Unfortunately, it often is hard to get real answers. And not knowing the truth can lead to sleepless nights and the pressure to monitor your asthmatic child’s breathing like a hawk. By clearing up a few of these misconceptions, we can help you keep your child with asthma healthy and active and allow your own breaths to feel steadier.
Myth No.1: “My child always seems to have a chest cold. This is not asthma; it’s just ‘chronic bronchitis’ and he will probably grow out of it.”
Yes, the majority of children who cough or wheeze with colds during the first three years of life do not go on to have asthma later in life. But, your child may be at risk for asthma. Children who have persistent coughing or wheezing episodes at least four times a year, especially those with an asthmatic parent or with a food or environmental allergy, are at risk for developing persistent asthma. For these children, asthma is a condition that can only be controlled—not cured. Accurately diagnosing asthma is the first step to gaining control.
Myth No. 2: “All my child needs to treat his asthma is to take Albuterol every day.”
While taking medicine every day may prevent constant coughing or wheezing, you may actually place your child at increased risk for more severe complications from asthma, including hospitalization or death. Albuterol just treats the squeezing of the muscles around the airway; it does NOT heal the inflammation and swelling that causes asthma. By using Albuterol regularly, symptoms may be masked and allow the swelling of the airway to continue, or possibly get worse. If you’re using Albuterol every day, talk to your pediatrician about starting daily medicine to get your asthma under control.
Myth No. 3: “I have my child’s asthma under control and only need to see my pediatrician once a year for routine check-ups or when he is sick.”
Patients with asthma should see their physician every three to four months, even if they are well. The goal in asthma management is to prevent becoming sick, rather than reacting to a sickness after it has happened. Simply treating illness as it occurs only leads to a roller coaster ride of healthy and sick periods, with healthy periods becoming rarer. For many families, the hectic nature of life makes it easy to lose sight of why it is necessary to take medication, or parents don’t realize a child is having symptoms or difficulty with activity due to time spent in school. All of these things should be discussed regularly with your physician.

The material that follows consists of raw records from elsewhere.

use std::fmt;

/// The REP field of a SOCKS5 reply.
#[repr(u8)]
#[derive(Debug, Clone, Copy, PartialEq, Eq)]
pub enum Reply {
    Success = 0x00,
    GeneralFailure = 0x01,
    ConnectionNotAllowedByRuleset = 0x02,
    NetworkUnreachable = 0x03,
    HostUnreachable = 0x04,
    ConnectionRefused = 0x05,
    TTLExpired = 0x06,
    CommandNotSupported = 0x07,
    AddressTypeNotSupported = 0x08,
}

impl fmt::Display for Reply {
    fn fmt(&self, f: &mut fmt::Formatter<'_>) -> fmt::Result {
        let description = match self {
            Reply::Success => "Success",
            Reply::GeneralFailure => "General Failure",
            Reply::ConnectionNotAllowedByRuleset => "Connection Not Allowed By Ruleset",
            Reply::NetworkUnreachable => "Network Unreachable",
            Reply::HostUnreachable => "Host Unreachable",
            Reply::ConnectionRefused => "Connection Refused",
            Reply::TTLExpired => "TTL Expired",
            Reply::CommandNotSupported => "Command Not Supported",
            Reply::AddressTypeNotSupported => "Address Type Not Supported",
        };
        write!(f, "{}", description)
    }
}

impl std::error::Error for Reply {}

impl Reply {
    pub fn from_u8(value: u8) -> Option<Self> {
        match value {
            0x00 => Some(Reply::Success),
            0x01 => Some(Reply::GeneralFailure),
            0x02 => Some(Reply::ConnectionNotAllowedByRuleset),
            0x03 => Some(Reply::NetworkUnreachable),
            0x04 => Some(Reply::HostUnreachable),
            0x05 => Some(Reply::ConnectionRefused),
            0x06 => Some(Reply::TTLExpired),
            0x07 => Some(Reply::CommandNotSupported),
            0x08 => Some(Reply::AddressTypeNotSupported),
            _ => None,
        }
    }

    /// Like [`Reply::from_u8`], folding unassigned codes into `GeneralFailure`.
    pub fn from_u8_lossy(value: u8) -> Self {
        Self::from_u8(value).unwrap_or(Reply::GeneralFailure)
    }

    pub fn to_u8(&self) -> u8 {
        *self as u8
    }
}
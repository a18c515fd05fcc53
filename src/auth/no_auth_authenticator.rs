use tokio::io::{AsyncRead, AsyncWrite};

use crate::{protocol::AuthMethod, Socks5Error};

use super::Authenticator;

/// Offers only the "no authentication" method, which has no sub-negotiation.
#[derive(Debug, Clone, Copy, Default)]
pub struct NoAuthAuthenticator;

impl<T> Authenticator<T> for NoAuthAuthenticator
where
    T: AsyncRead + AsyncWrite + Unpin + Send,
{
    fn methods(&self) -> &[AuthMethod] {
        &[AuthMethod::NoAuthRequired]
    }

    async fn authenticate(&mut self, _: &mut T, selected: AuthMethod) -> Result<(), Socks5Error> {
        match selected {
            AuthMethod::NoAuthRequired => Ok(()),
            _ => Err(Socks5Error::NoAcceptableMethod),
        }
    }
}
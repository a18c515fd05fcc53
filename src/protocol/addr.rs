use std::{
    fmt, io,
    net::{IpAddr, Ipv4Addr, Ipv6Addr, SocketAddr},
};

use tokio::io::{AsyncRead, AsyncReadExt};

#[repr(u8)]
#[derive(Debug, Clone, Copy, PartialEq, Eq)]
pub enum AddressType {
    Ipv4 = 0x01,
    DomainName = 0x03,
    Ipv6 = 0x04,
}

impl AddressType {
    pub fn from_u8(value: u8) -> Option<Self> {
        match value {
            0x01 => Some(AddressType::Ipv4),
            0x03 => Some(AddressType::DomainName),
            0x04 => Some(AddressType::Ipv6),
            _ => None,
        }
    }

    pub fn to_u8(&self) -> u8 {
        *self as u8
    }
}

/// Destination or bound address as it travels inside SOCKS5 messages.
#[derive(Debug, Clone, PartialEq, Eq)]
pub struct SocksSocketAddr {
    pub port: u16,
    pub addr: Addr,
}

impl SocksSocketAddr {
    /// `0.0.0.0:0`, sent as DST in a UDP ASSOCIATE request when the client address is unknown.
    pub fn unspecified() -> Self {
        SocksSocketAddr {
            port: 0,
            addr: Addr::Ipv4(Ipv4Addr::UNSPECIFIED),
        }
    }

    /// Turns `Self` into: AddrType+ADDR+PORT
    pub fn to_bytes(&self) -> io::Result<Vec<u8>> {
        let mut bytes = Vec::with_capacity(18);

        bytes.push(self.addr.addr_type().to_u8());

        match &self.addr {
            Addr::Ipv4(addr) => bytes.extend_from_slice(&addr.octets()[..]),
            Addr::Ipv6(addr) => bytes.extend_from_slice(&addr.octets()[..]),
            Addr::Domain(domain) => {
                let len = u8::try_from(domain.len()).map_err(|_| {
                    io::Error::new(io::ErrorKind::InvalidInput, "Domain name longer than 255 bytes")
                })?;
                bytes.push(len);
                bytes.extend_from_slice(domain.as_bytes())
            }
        }
        bytes.extend_from_slice(&self.port.to_be_bytes());

        Ok(bytes)
    }

    /// Reads AddrType+ADDR+PORT from `reader`.
    pub async fn read<R>(reader: &mut R) -> io::Result<Self>
    where
        R: AsyncRead + Unpin,
    {
        let addr_type = reader.read_u8().await?;
        let addr = match AddressType::from_u8(addr_type) {
            Some(AddressType::Ipv4) => {
                let mut octets = [0; 4];
                reader.read_exact(&mut octets).await?;
                Addr::Ipv4(Ipv4Addr::from(octets))
            }
            Some(AddressType::Ipv6) => {
                let mut octets = [0; 16];
                reader.read_exact(&mut octets).await?;
                Addr::Ipv6(Ipv6Addr::from(octets))
            }
            Some(AddressType::DomainName) => {
                let len = reader.read_u8().await?;
                let mut domain = vec![0; len as usize];
                reader.read_exact(&mut domain).await?;
                let domain = String::from_utf8(domain).map_err(|_| {
                    io::Error::new(io::ErrorKind::InvalidData, "Domain was invalid utf8")
                })?;
                Addr::Domain(domain)
            }
            None => {
                return Err(io::Error::new(
                    io::ErrorKind::InvalidData,
                    format!("Invalid address type {addr_type:#04x}"),
                ))
            }
        };
        let port = reader.read_u16().await?;

        Ok(SocksSocketAddr { port, addr })
    }

    /// Resolves the address, looking domain names up through the system resolver.
    pub async fn to_socket_addr(&self) -> io::Result<Vec<SocketAddr>> {
        match &self.addr {
            Addr::Ipv4(ip) => Ok(vec![SocketAddr::new(IpAddr::V4(*ip), self.port)]),
            Addr::Ipv6(ip) => Ok(vec![SocketAddr::new(IpAddr::V6(*ip), self.port)]),
            Addr::Domain(domain) => Ok(tokio::net::lookup_host((domain.as_str(), self.port))
                .await?
                .collect()),
        }
    }
}

impl From<SocketAddr> for SocksSocketAddr {
    fn from(value: SocketAddr) -> Self {
        match value {
            SocketAddr::V4(ipv4) => SocksSocketAddr {
                port: ipv4.port(),
                addr: Addr::Ipv4(*ipv4.ip()),
            },
            SocketAddr::V6(ipv6) => SocksSocketAddr {
                port: ipv6.port(),
                addr: Addr::Ipv6(*ipv6.ip()),
            },
        }
    }
}

impl fmt::Display for SocksSocketAddr {
    fn fmt(&self, f: &mut fmt::Formatter<'_>) -> fmt::Result {
        match &self.addr {
            Addr::Ipv4(ip) => write!(f, "{}:{}", ip, self.port),
            Addr::Ipv6(ip) => write!(f, "[{}]:{}", ip, self.port),
            Addr::Domain(domain) => write!(f, "{}:{}", domain, self.port),
        }
    }
}

#[derive(Debug, Clone, PartialEq, Eq)]
pub enum Addr {
    Ipv4(Ipv4Addr),
    Ipv6(Ipv6Addr),
    Domain(String),
}

impl Addr {
    pub fn addr_type(&self) -> AddressType {
        match self {
            Addr::Ipv4(_) => AddressType::Ipv4,
            Addr::Ipv6(_) => AddressType::Ipv6,
            Addr::Domain(_) => AddressType::DomainName,
        }
    }

    pub fn is_unspecified(&self) -> bool {
        match self {
            Addr::Ipv4(ip) => ip.is_unspecified(),
            Addr::Ipv6(ip) => ip.is_unspecified(),
            Addr::Domain(_) => false,
        }
    }
}

#[cfg(test)]
mod tests {
    use std::io::Cursor;

    use super::*;

    #[tokio::test]
    async fn reads_back_what_it_writes() {
        let addr = SocksSocketAddr {
            port: 443,
            addr: Addr::Domain("example.com".into()),
        };
        let bytes = addr.to_bytes().unwrap();
        assert_eq!(bytes[0], 0x03);
        assert_eq!(bytes[1] as usize, "example.com".len());

        let parsed = SocksSocketAddr::read(&mut Cursor::new(bytes)).await.unwrap();
        assert_eq!(parsed, addr);
    }

    #[tokio::test]
    async fn rejects_unknown_address_type() {
        let err = SocksSocketAddr::read(&mut Cursor::new(vec![0x02, 1, 2, 3, 4, 0, 80]))
            .await
            .unwrap_err();
        assert_eq!(err.kind(), io::ErrorKind::InvalidData);
    }

    #[test]
    fn long_domain_cannot_be_encoded() {
        let addr = SocksSocketAddr {
            port: 80,
            addr: Addr::Domain("a".repeat(256)),
        };
        assert!(addr.to_bytes().is_err());
    }
}
//! IPv4, TCP and UDP wire formats, plus the builders for packets the gateway synthesizes.

use std::net::{Ipv4Addr, SocketAddrV4};

use thiserror::Error;

pub mod fragment;
mod ipv4;
mod tcp;
mod udp;

pub use fragment::{FragmentKey, FragmentTable};
pub use ipv4::{Ipv4Header, FLAG_DONT_FRAGMENT, FLAG_MORE_FRAGMENTS};
pub use tcp::{TcpFlags, TcpHeader};
pub use udp::UdpHeader;

pub const IPV4_HEADER_LEN: usize = 20;
pub const TCP_HEADER_LEN: usize = 20;
pub const UDP_HEADER_LEN: usize = 8;

pub const PROTOCOL_TCP: u8 = 6;
pub const PROTOCOL_UDP: u8 = 17;

const MSS_OPTION_LEN: usize = 4;

#[derive(Error, Debug, Clone, PartialEq, Eq)]
pub enum PacketError {
    #[error("Invalid {0} header")]
    Malformed(&'static str),
    #[error("Unsupported IP version {0}")]
    Version(u8),
    #[error("Invalid header length {0}")]
    HeaderLength(usize),
    #[error("Fragment extends past the maximum datagram size")]
    Oversized,
}

/// A TCP segment the gateway sends to the client.
#[derive(Debug, Clone, Copy)]
pub struct OutboundTcp<'a> {
    pub src: SocketAddrV4,
    pub dst: SocketAddrV4,
    pub seq: u32,
    pub ack: u32,
    pub flags: TcpFlags,
    pub window: u16,
    /// Advertised only on SYN segments.
    pub mss: Option<u16>,
    pub payload: &'a [u8],
}

/// Appends a complete IPv4+TCP packet to `out`.
pub fn build_tcp_packet(segment: &OutboundTcp<'_>, identification: u16, out: &mut Vec<u8>) {
    let mss = segment.mss.filter(|_| segment.flags.syn);
    let options = mss.map(|mss| {
        let [high, low] = mss.to_be_bytes();
        [2, MSS_OPTION_LEN as u8, high, low]
    });
    let options: &[u8] = match &options {
        Some(options) => options,
        None => &[],
    };

    let tcp = TcpHeader {
        src_port: segment.src.port(),
        dst_port: segment.dst.port(),
        seq: segment.seq,
        ack: segment.ack,
        header_len: TCP_HEADER_LEN + options.len(),
        flags: segment.flags,
        window: segment.window,
        checksum: 0,
        urgent_ptr: 0,
        options,
        payload: segment.payload,
    };

    let ip = Ipv4Header::outbound(
        *segment.src.ip(),
        *segment.dst.ip(),
        PROTOCOL_TCP,
        identification,
        tcp.header_len + tcp.payload.len(),
    );
    out.reserve(usize::from(ip.total_len));
    ip.write_header(out);
    tcp.write_to(*segment.src.ip(), *segment.dst.ip(), out);
}

/// Appends a complete IPv4+UDP packet to `out`. The result may exceed the MTU; see
/// [`Ipv4Header::fragments`].
pub fn build_udp_packet(
    src: SocketAddrV4,
    dst: SocketAddrV4,
    identification: u16,
    payload: &[u8],
    out: &mut Vec<u8>,
) {
    let udp = UdpHeader::new(src.port(), dst.port(), payload);
    let mut ip = Ipv4Header::outbound(
        *src.ip(),
        *dst.ip(),
        PROTOCOL_UDP,
        identification,
        usize::from(udp.length),
    );
    // large responses must stay fragmentable
    ip.flags = 0;
    out.reserve(usize::from(ip.total_len));
    ip.write_header(out);
    udp.write_to(*src.ip(), *dst.ip(), out);
}

/// Destinations eligible when the engine runs in public-only mode: global unicast
/// addresses outside 10/8, 172.16/12 and 192.168.0/24.
pub fn is_public_destination(ip: Ipv4Addr) -> bool {
    let global_unicast = !(ip.is_unspecified()
        || ip.is_broadcast()
        || ip.is_loopback()
        || ip.is_multicast()
        || ip.is_link_local());

    let [a, b, c, _] = ip.octets();
    let private = a == 10 || (a == 172 && b & 0xF0 == 16) || (a == 192 && b == 168 && c == 0);

    global_unicast && !private
}
//! Opens proxied upstream connections.
//!
//! Every upstream gets its own TCP connection to the proxy: dial, method negotiation, then
//! one request. TCP flows use `CONNECT`; UDP flows use `UDP ASSOCIATE` or the UDP-over-TCP
//! extension, depending on [`UdpTransport`].

use std::{
    net::{Ipv4Addr, Ipv6Addr, SocketAddr},
    sync::Arc,
};

use tokio::{
    net::{TcpStream, UdpSocket},
    time::timeout,
};
use tracing::{debug, trace};

use crate::{
    auth::{Authenticator, NoAuthAuthenticator, UsernamePasswordAuthenticator},
    config::{ProxyConfig, UdpTransport},
    protocol::{Command, Reply, SocksSocketAddr},
    socks5_client::{Socks5Client, UdpUpstream},
    Socks5Error,
};

#[derive(Debug, Clone)]
pub struct Connector {
    config: Arc<ProxyConfig>,
}

impl Connector {
    pub fn new(config: ProxyConfig) -> Self {
        Self {
            config: Arc::new(config),
        }
    }

    pub fn config(&self) -> &ProxyConfig {
        &self.config
    }

    /// A byte stream to `destination`, relayed by the proxy.
    pub async fn connect(&self, destination: SocketAddr) -> Result<TcpStream, Socks5Error> {
        let stream = self.dial().await?;
        let (stream, _) = self
            .negotiate(stream, Command::Connect, &destination.into())
            .await?;
        trace!(%destination, "Proxy connected");
        Ok(stream)
    }

    /// A datagram path to `destination`, relayed by the proxy.
    pub async fn open_udp(&self, destination: SocketAddr) -> Result<UdpUpstream, Socks5Error> {
        match self.config.udp_transport {
            UdpTransport::Associate => self.associate(destination).await,
            UdpTransport::Tunnel => self.tunnel(destination).await,
            UdpTransport::Auto => match self.associate(destination).await {
                Err(Socks5Error::Socks5Error(Reply::CommandNotSupported)) => {
                    debug!(%destination, "UDP ASSOCIATE unsupported, using UDP-over-TCP");
                    self.tunnel(destination).await
                }
                other => other,
            },
        }
    }

    async fn associate(&self, destination: SocketAddr) -> Result<UdpUpstream, Socks5Error> {
        let stream = self.dial().await?;
        let (control, bound) = self
            .negotiate(stream, Command::UdpAssociate, &SocksSocketAddr::unspecified())
            .await?;

        let relay = if bound.addr.is_unspecified() {
            SocketAddr::new(control.peer_addr()?.ip(), bound.port)
        } else {
            bound.to_socket_addr().await?.into_iter().next().ok_or_else(|| {
                Socks5Error::Protocol(format!("Relay address {bound} did not resolve"))
            })?
        };

        let local = if relay.is_ipv4() {
            SocketAddr::new(Ipv4Addr::UNSPECIFIED.into(), 0)
        } else {
            SocketAddr::new(Ipv6Addr::UNSPECIFIED.into(), 0)
        };
        let socket = UdpSocket::bind(local).await?;
        socket.connect(relay).await?;
        trace!(%destination, %relay, "UDP association ready");

        Ok(UdpUpstream::Associate {
            control,
            socket,
            destination,
        })
    }

    async fn tunnel(&self, destination: SocketAddr) -> Result<UdpUpstream, Socks5Error> {
        let stream = self.dial().await?;
        let (stream, _) = self
            .negotiate(stream, Command::UdpTunnel, &destination.into())
            .await?;
        trace!(%destination, "UDP tunnel ready");

        Ok(UdpUpstream::Tunnel {
            stream,
            destination,
        })
    }

    async fn dial(&self) -> Result<TcpStream, Socks5Error> {
        let address = self.config.address.as_str();
        let stream = match timeout(self.config.dial_timeout, TcpStream::connect(address)).await {
            Ok(Ok(stream)) => stream,
            Ok(Err(err)) => {
                debug!(proxy = address, %err, "Failed to reach proxy");
                return Err(Socks5Error::Dial(err));
            }
            Err(_) => return Err(Socks5Error::Timeout),
        };
        stream.set_nodelay(true)?;
        Ok(stream)
    }

    async fn negotiate(
        &self,
        stream: TcpStream,
        command: Command,
        destination: &SocksSocketAddr,
    ) -> Result<(TcpStream, SocksSocketAddr), Socks5Error> {
        match &self.config.credentials {
            Some(credentials) => {
                let authenticator = UsernamePasswordAuthenticator::new(
                    credentials.username.clone(),
                    credentials.password.clone(),
                );
                self.negotiate_with(stream, authenticator, command, destination)
                    .await
            }
            None => {
                self.negotiate_with(stream, NoAuthAuthenticator, command, destination)
                    .await
            }
        }
    }

    async fn negotiate_with<A>(
        &self,
        stream: TcpStream,
        authenticator: A,
        command: Command,
        destination: &SocksSocketAddr,
    ) -> Result<(TcpStream, SocksSocketAddr), Socks5Error>
    where
        A: Authenticator<TcpStream> + Send,
    {
        let mut client = Socks5Client::new(stream, authenticator, self.config.timeouts());
        client.handshake().await?;
        let bound = client.request(command, destination).await?;
        Ok((client.into_inner(), bound))
    }
}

Myth No. 4: “My child’s pediatrician is my only resource for talking about asthma.”
Your pediatrician should be your first stop for any question you have about asthma. But if your child continues to show symptoms despite medication, or your child makes three or more emergency room visits for asthma in one year, then an asthma specialist may be another important resource. An asthma specialist (usually an allergist or pulmonologist) is specially trained to perform and interpret lung function testing, educate a family in ways to reduce asthma triggers and symptoms, and recognize when another medical condition may be making your child’s asthma worse.
Remember that with proper care, asthma should not limit your child in any way. Our goal for all children? Live well, and breathe easy!